(Problem) Below are records; copy every line in them that holds the word "entered".

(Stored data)
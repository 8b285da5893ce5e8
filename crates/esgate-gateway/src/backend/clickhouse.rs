//! ClickHouse SQL backend over the HTTP interface.

use super::{build_client, network_error};
use crate::error::GatewayResult;
use async_trait::async_trait;
use esgate_kernel::config::BackendEndpointConfig;
use esgate_kernel::pipeline::{BackendConnector, BackendConnectorKind, BackendError, SqlBackend};
use reqwest::Client;
use std::sync::atomic::{AtomicBool, Ordering};
use tracing::debug;

pub struct ClickHouseBackend {
    base_url: String,
    user: Option<String>,
    password: Option<String>,
    client: Client,
    closed: AtomicBool,
}

impl ClickHouseBackend {
    pub fn new(config: &BackendEndpointConfig) -> GatewayResult<Self> {
        Ok(Self {
            base_url: config.url.trim_end_matches('/').to_string(),
            user: config.user.clone(),
            password: config.password.clone(),
            client: build_client()?,
            closed: AtomicBool::new(false),
        })
    }

    async fn post(&self, sql: String) -> Result<String, BackendError> {
        if self.closed.load(Ordering::Acquire) {
            return Err(BackendError::Closed(self.base_url.clone()));
        }
        let mut builder = self.client.post(format!("{}/", self.base_url)).body(sql);
        if let Some(user) = &self.user {
            builder = builder.header("X-ClickHouse-User", user);
        }
        if let Some(password) = &self.password {
            builder = builder.header("X-ClickHouse-Key", password);
        }
        let resp = builder
            .send()
            .await
            .map_err(|e| network_error(&self.base_url, e))?;
        let status = resp.status();
        let text = resp
            .text()
            .await
            .map_err(|e| network_error(&self.base_url, e))?;
        if !status.is_success() {
            return Err(BackendError::Upstream {
                endpoint: self.base_url.clone(),
                status: status.as_u16(),
                message: text.trim().to_string(),
            });
        }
        Ok(text)
    }
}

/// Append `FORMAT JSONEachRow` unless the statement already names a format.
fn with_row_format(sql: &str) -> String {
    let trimmed = sql.trim().trim_end_matches(';');
    if trimmed.to_ascii_uppercase().contains(" FORMAT ") {
        trimmed.to_string()
    } else {
        format!("{trimmed} FORMAT JSONEachRow")
    }
}

fn parse_rows(endpoint: &str, body: &str) -> Result<Vec<serde_json::Value>, BackendError> {
    body.lines()
        .filter(|line| !line.trim().is_empty())
        .map(|line| {
            serde_json::from_str(line).map_err(|e| BackendError::Decode {
                endpoint: endpoint.to_string(),
                message: e.to_string(),
            })
        })
        .collect()
}

#[async_trait]
impl SqlBackend for ClickHouseBackend {
    async fn query(&self, sql: &str) -> Result<Vec<serde_json::Value>, BackendError> {
        let body = self.post(with_row_format(sql)).await?;
        let rows = parse_rows(&self.base_url, &body)?;
        debug!(backend = %self.base_url, rows = rows.len(), "clickhouse query finished");
        Ok(rows)
    }

    async fn exec(&self, sql: &str) -> Result<(), BackendError> {
        self.post(sql.to_string()).await.map(|_| ())
    }
}

#[async_trait]
impl BackendConnector for ClickHouseBackend {
    fn kind(&self) -> BackendConnectorKind {
        BackendConnectorKind::Sql
    }

    fn endpoint(&self) -> &str {
        &self.base_url
    }

    async fn open(&self) -> Result<(), BackendError> {
        self.exec("SELECT 1").await
    }

    async fn close(&self) {
        self.closed.store(true, Ordering::Release);
    }

    fn as_sql(&self) -> Option<&dyn SqlBackend> {
        Some(self)
    }
}
//! End-to-end runtime behaviour over real listeners on `127.0.0.1:0`.

use async_trait::async_trait;
use esgate_gateway::GatewayError;
use esgate_gateway::frontend::{
    FrontendConnector, HttpFrontendConnector, LineConnectionHandler, TcpFrontendConnector,
};
use esgate_gateway::handler::RequestHandler;
use esgate_gateway::pipeline::PipelineBuilder;
use esgate_gateway::processor::BackendForwardProcessor;
use esgate_gateway::router::PathRouter;
use esgate_gateway::runtime::{GatewayBuilder, Runtime};
use esgate_kernel::pipeline::{
    BackendConnector, BackendConnectorKind, BackendError, BackendResponse, DocumentBackend,
    HttpMethod, Middleware, ProcessResult, Request, ResponseWriter, handler_fn,
};
use std::collections::HashMap;
use std::net::SocketAddr;
use std::sync::Arc;
use std::sync::atomic::{AtomicUsize, Ordering};
use std::time::Duration;
use tokio::io::{AsyncReadExt, AsyncWriteExt};
use tokio::sync::Notify;

const DEADLINE: Duration = Duration::from_secs(5);

// ─────────────────────────────────────────────────────────────────────────────
// Helpers
// ─────────────────────────────────────────────────────────────────────────────

struct CountingMiddleware {
    calls: Arc<AtomicUsize>,
    emit_error: bool,
}

#[async_trait]
impl Middleware for CountingMiddleware {
    fn name(&self) -> &str {
        "counting"
    }

    async fn handle(&self, _req: &Request, w: &mut ResponseWriter) {
        self.calls.fetch_add(1, Ordering::SeqCst);
        if self.emit_error {
            w.error(500, "middleware");
        }
    }
}

fn counting(calls: &Arc<AtomicUsize>, emit_error: bool) -> Arc<dyn Middleware> {
    Arc::new(CountingMiddleware {
        calls: Arc::clone(calls),
        emit_error,
    })
}

fn text_router(routes: &[(&str, &'static str)]) -> PathRouter {
    let mut router = PathRouter::new();
    for (pattern, body) in routes {
        let body = *body;
        router.add_route(pattern, handler_fn(move |_| async move { Ok(ProcessResult::text(body)) }));
    }
    router
}

fn http_pipeline(name: &str, connector: HttpFrontendConnector) -> PipelineBuilder {
    let mut pipeline = PipelineBuilder::new(name);
    pipeline.add_frontend_connector(connector);
    pipeline
}

/// Loopback address of a running connector, also for wildcard binds.
fn addr_of(runtime: &Runtime, index: usize) -> SocketAddr {
    let bound = runtime.connectors()[index]
        .local_addr()
        .expect("connector should be listening");
    SocketAddr::from(([127, 0, 0, 1], bound.port()))
}

async fn post(addr: SocketAddr, path: &str) -> (u16, String) {
    let resp = reqwest::Client::new()
        .post(format!("http://{addr}{path}"))
        .body("{}")
        .send()
        .await
        .unwrap();
    let status = resp.status().as_u16();
    (status, resp.text().await.unwrap())
}

/// Answers every request the way an Elasticsearch node does.
struct ElasticStub;

#[async_trait]
impl DocumentBackend for ElasticStub {
    async fn send(
        &self,
        _method: HttpMethod,
        _path_and_query: &str,
        _body: Vec<u8>,
    ) -> Result<BackendResponse, BackendError> {
        let headers = HashMap::from([
            ("content-type".to_string(), "application/json".to_string()),
            ("x-elastic-product".to_string(), "Elasticsearch".to_string()),
            ("transfer-encoding".to_string(), "chunked".to_string()),
        ]);
        Ok(BackendResponse {
            status: 200,
            headers,
            body: br#"{"hits":{"total":{"value":0}}}"#.to_vec(),
            elapsed: Duration::ZERO,
        })
    }

    async fn index_document(
        &self,
        _index: &str,
        _document: &serde_json::Value,
    ) -> Result<(), BackendError> {
        Ok(())
    }
}

#[async_trait]
impl BackendConnector for ElasticStub {
    fn kind(&self) -> BackendConnectorKind {
        BackendConnectorKind::Document
    }

    fn endpoint(&self) -> &str {
        "stub://elastic"
    }

    async fn close(&self) {}

    fn as_document(&self) -> Option<&dyn DocumentBackend> {
        Some(self)
    }
}

// ─────────────────────────────────────────────────────────────────────────────
// Connector merging
// ─────────────────────────────────────────────────────────────────────────────

#[tokio::test]
async fn pipelines_at_one_address_serve_each_others_routes() {
    let ingest = http_pipeline(
        "ingest",
        HttpFrontendConnector::new("127.0.0.1:0").with_router(text_router(&[("/_bulk", "bulk\n")])),
    );
    let query = http_pipeline(
        "query",
        HttpFrontendConnector::new("127.0.0.1:0")
            .with_router(text_router(&[("/_search", "search\n"), ("/:index/_search", "index search\n")])),
    );
    let runtime = GatewayBuilder::new()
        .with_pipeline(ingest)
        .with_pipeline(query)
        .build()
        .unwrap();

    let a = &runtime.pipelines()[0].frontend_connectors()[0];
    let b = &runtime.pipelines()[1].frontend_connectors()[0];
    assert!(Arc::ptr_eq(a, b));
    assert_eq!(a.handler_count(), 3);

    runtime.start().await.unwrap();
    let addr = addr_of(&runtime, 0);
    assert_eq!(post(addr, "/_bulk").await, (200, "bulk\n".to_string()));
    assert_eq!(post(addr, "/_search").await, (200, "search\n".to_string()));
    assert_eq!(post(addr, "/logs/_search").await, (200, "index search\n".to_string()));
    runtime.stop(DEADLINE).await.unwrap();

    let stats = runtime.statistics().snapshot();
    assert_eq!(stats.matched.iter().map(|c| c.count).sum::<u64>(), 3);
}

#[tokio::test]
async fn pipelines_at_distinct_addresses_stay_apart() {
    let runtime = GatewayBuilder::new()
        .with_pipeline(http_pipeline(
            "ingest",
            HttpFrontendConnector::new("127.0.0.1:0").with_router(text_router(&[("/_bulk", "bulk\n")])),
        ))
        .with_pipeline(http_pipeline(
            "query",
            HttpFrontendConnector::new(":0").with_router(text_router(&[("/_search", "search\n")])),
        ))
        .build()
        .unwrap();

    assert_eq!(runtime.connectors().len(), 2);
    runtime.start().await.unwrap();
    let ingest = addr_of(&runtime, 0);
    let query = addr_of(&runtime, 1);
    assert_ne!(ingest, query);

    assert_eq!(post(ingest, "/_bulk").await.0, 200);
    assert_eq!(post(ingest, "/_search").await.0, 404);
    assert_eq!(post(query, "/_search").await.0, 200);
    assert_eq!(post(query, "/_bulk").await.0, 404);
    runtime.stop(DEADLINE).await.unwrap();
}

// ─────────────────────────────────────────────────────────────────────────────
// Middleware chain
// ─────────────────────────────────────────────────────────────────────────────

async fn run_chain(emit_error: bool) -> (usize, Vec<(u16, String)>) {
    let calls = Arc::new(AtomicUsize::new(0));
    let connector = HttpFrontendConnector::new("127.0.0.1:0")
        .with_router(text_router(&[("/_bulk", "bulk\n"), ("/:index/_search", "search\n")]))
        .with_middleware(counting(&calls, emit_error))
        .with_middleware(counting(&calls, false));
    let runtime = GatewayBuilder::new()
        .with_pipeline(http_pipeline("chain", connector))
        .build()
        .unwrap();
    runtime.start().await.unwrap();

    let addr = addr_of(&runtime, 0);
    let mut answers = Vec::new();
    for path in ["/_bulk", "/_bulk", "/logs/_search", "/logs/_search"] {
        answers.push(post(addr, path).await);
    }
    runtime.stop(DEADLINE).await.unwrap();
    (calls.load(Ordering::SeqCst), answers)
}

#[tokio::test]
async fn committing_first_middleware_stops_the_chain() {
    let (calls, answers) = run_chain(true).await;
    assert_eq!(calls, 4);
    for (status, body) in answers {
        assert_eq!(status, 500);
        assert_eq!(body, "middleware\n");
    }
}

#[tokio::test]
async fn passthrough_middlewares_all_run() {
    let (calls, answers) = run_chain(false).await;
    assert_eq!(calls, 8);
    assert_eq!(answers[0], (200, "bulk\n".to_string()));
    assert_eq!(answers[3], (200, "search\n".to_string()));
}

// ─────────────────────────────────────────────────────────────────────────────
// Fallback-only router
// ─────────────────────────────────────────────────────────────────────────────

#[tokio::test]
async fn fallback_only_router_answers_every_path() {
    let invocations = Arc::new(AtomicUsize::new(0));
    let counter = Arc::clone(&invocations);
    let mut router = PathRouter::new();
    router.add_fallback_handler(handler_fn(move |_| {
        let counter = Arc::clone(&counter);
        async move {
            counter.fetch_add(1, Ordering::SeqCst);
            Ok(ProcessResult::text("unknown\n"))
        }
    }));
    let runtime = GatewayBuilder::new()
        .with_pipeline(http_pipeline(
            "fallback",
            HttpFrontendConnector::new("127.0.0.1:0").with_router(router),
        ))
        .build()
        .unwrap();
    assert_eq!(runtime.connectors()[0].handler_count(), 0);
    runtime.start().await.unwrap();

    let addr = addr_of(&runtime, 0);
    for path in ["/_bulk", "/_doc", "/_search", "/_search"] {
        assert_eq!(post(addr, path).await, (200, "unknown\n".to_string()));
    }
    runtime.stop(DEADLINE).await.unwrap();
    assert_eq!(invocations.load(Ordering::SeqCst), 4);

    let stats = runtime.statistics().snapshot();
    assert_eq!(stats.unmatched.iter().map(|c| c.count).sum::<u64>(), 4);
}

// ─────────────────────────────────────────────────────────────────────────────
// Forwarding
// ─────────────────────────────────────────────────────────────────────────────

#[tokio::test]
async fn forwarded_responses_keep_backend_headers() {
    let mut router = PathRouter::new();
    router.add_route("/:index/_search", RequestHandler::shared());
    let mut pipeline = http_pipeline(
        "query",
        HttpFrontendConnector::new("127.0.0.1:0").with_router(router),
    );
    pipeline
        .add_processor(BackendForwardProcessor::new("query-forward"))
        .add_backend_connector(Arc::new(ElasticStub));
    let runtime = GatewayBuilder::new().with_pipeline(pipeline).build().unwrap();
    runtime.start().await.unwrap();

    let addr = addr_of(&runtime, 0);
    let resp = reqwest::get(format!("http://{addr}/logs/_search")).await.unwrap();
    assert_eq!(resp.status(), 200);
    let header = |name: &str| {
        resp.headers()
            .get(name)
            .and_then(|v| v.to_str().ok())
            .map(str::to_string)
    };
    assert_eq!(header("content-type").as_deref(), Some("application/json"));
    assert_eq!(header("x-elastic-product").as_deref(), Some("Elasticsearch"));
    assert_eq!(resp.text().await.unwrap(), r#"{"hits":{"total":{"value":0}}}"#);

    runtime.stop(DEADLINE).await.unwrap();
}

// ─────────────────────────────────────────────────────────────────────────────
// Lifecycle
// ─────────────────────────────────────────────────────────────────────────────

#[tokio::test]
async fn shared_connector_is_stopped_once() {
    let runtime = GatewayBuilder::new()
        .with_pipeline(http_pipeline(
            "a",
            HttpFrontendConnector::new("127.0.0.1:0").with_router(text_router(&[("/a", "a")])),
        ))
        .with_pipeline(http_pipeline(
            "b",
            HttpFrontendConnector::new("127.0.0.1:0").with_router(text_router(&[("/b", "b")])),
        ))
        .build()
        .unwrap();
    runtime.start().await.unwrap();
    let addr = addr_of(&runtime, 0);
    assert!(runtime.connectors()[0].is_running());

    // a second stop of the same listener would surface as NotRunning
    runtime.stop(DEADLINE).await.unwrap();
    assert!(!runtime.connectors()[0].is_running());
    assert!(reqwest::get(format!("http://{addr}/a")).await.is_err());

    // stopping an already stopped runtime is a no-op
    runtime.stop(DEADLINE).await.unwrap();
}

#[tokio::test]
async fn bind_failure_rolls_back_started_connectors() {
    let blocker = tokio::net::TcpListener::bind("127.0.0.1:0").await.unwrap();
    let taken = blocker.local_addr().unwrap().to_string();

    let runtime = GatewayBuilder::new()
        .with_pipeline(http_pipeline(
            "ok",
            HttpFrontendConnector::new("127.0.0.1:0").with_router(text_router(&[("/a", "a")])),
        ))
        .with_pipeline(http_pipeline(
            "taken",
            HttpFrontendConnector::new(taken.as_str()).with_router(text_router(&[("/b", "b")])),
        ))
        .build()
        .unwrap();

    assert!(runtime.start().await.is_err());
    assert!(runtime.connectors().iter().all(|c| !c.is_running()));
}

#[tokio::test]
async fn tcp_connector_runs_pipeline_processors() {
    let mut pipeline = PipelineBuilder::new("raw");
    pipeline.add_frontend_connector(TcpFrontendConnector::new(
        "127.0.0.1:0",
        Arc::new(LineConnectionHandler),
    ));
    let runtime = GatewayBuilder::new().with_pipeline(pipeline).build().unwrap();
    runtime.start().await.unwrap();

    let addr = addr_of(&runtime, 0);
    let mut stream = tokio::net::TcpStream::connect(addr).await.unwrap();
    stream.write_all(b"ping\n").await.unwrap();
    stream.shutdown().await.unwrap();
    let mut reply = String::new();
    stream.read_to_string(&mut reply).await.unwrap();
    // no processors: each line is echoed back
    assert_eq!(reply, "ping\n");

    runtime.stop(DEADLINE).await.unwrap();
}

#[tokio::test]
async fn stop_deadline_abandons_in_flight_requests() {
    let entered = Arc::new(Notify::new());
    let signal = Arc::clone(&entered);
    let mut router = PathRouter::new();
    router.add_route(
        "/slow",
        handler_fn(move |_| {
            let signal = Arc::clone(&signal);
            async move {
                signal.notify_one();
                tokio::time::sleep(Duration::from_secs(30)).await;
                Ok(ProcessResult::text("late"))
            }
        }),
    );
    let runtime = GatewayBuilder::new()
        .with_pipeline(http_pipeline(
            "slow",
            HttpFrontendConnector::new("127.0.0.1:0").with_router(router),
        ))
        .build()
        .unwrap();
    runtime.start().await.unwrap();

    let addr = addr_of(&runtime, 0);
    let client = tokio::spawn(async move { reqwest::get(format!("http://{addr}/slow")).await });
    entered.notified().await;

    let started = std::time::Instant::now();
    let err = runtime.stop(Duration::from_millis(50)).await.unwrap_err();
    assert!(matches!(err, GatewayError::ShutdownTimeout(_)), "got {err}");
    assert!(started.elapsed() < Duration::from_secs(5));
    assert!(!runtime.connectors()[0].is_running());
    client.abort();
}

(Answer space)
    let entered = Arc::new(Notify::new());
    let signal = Arc::clone(&entered);
    entered.notified().await;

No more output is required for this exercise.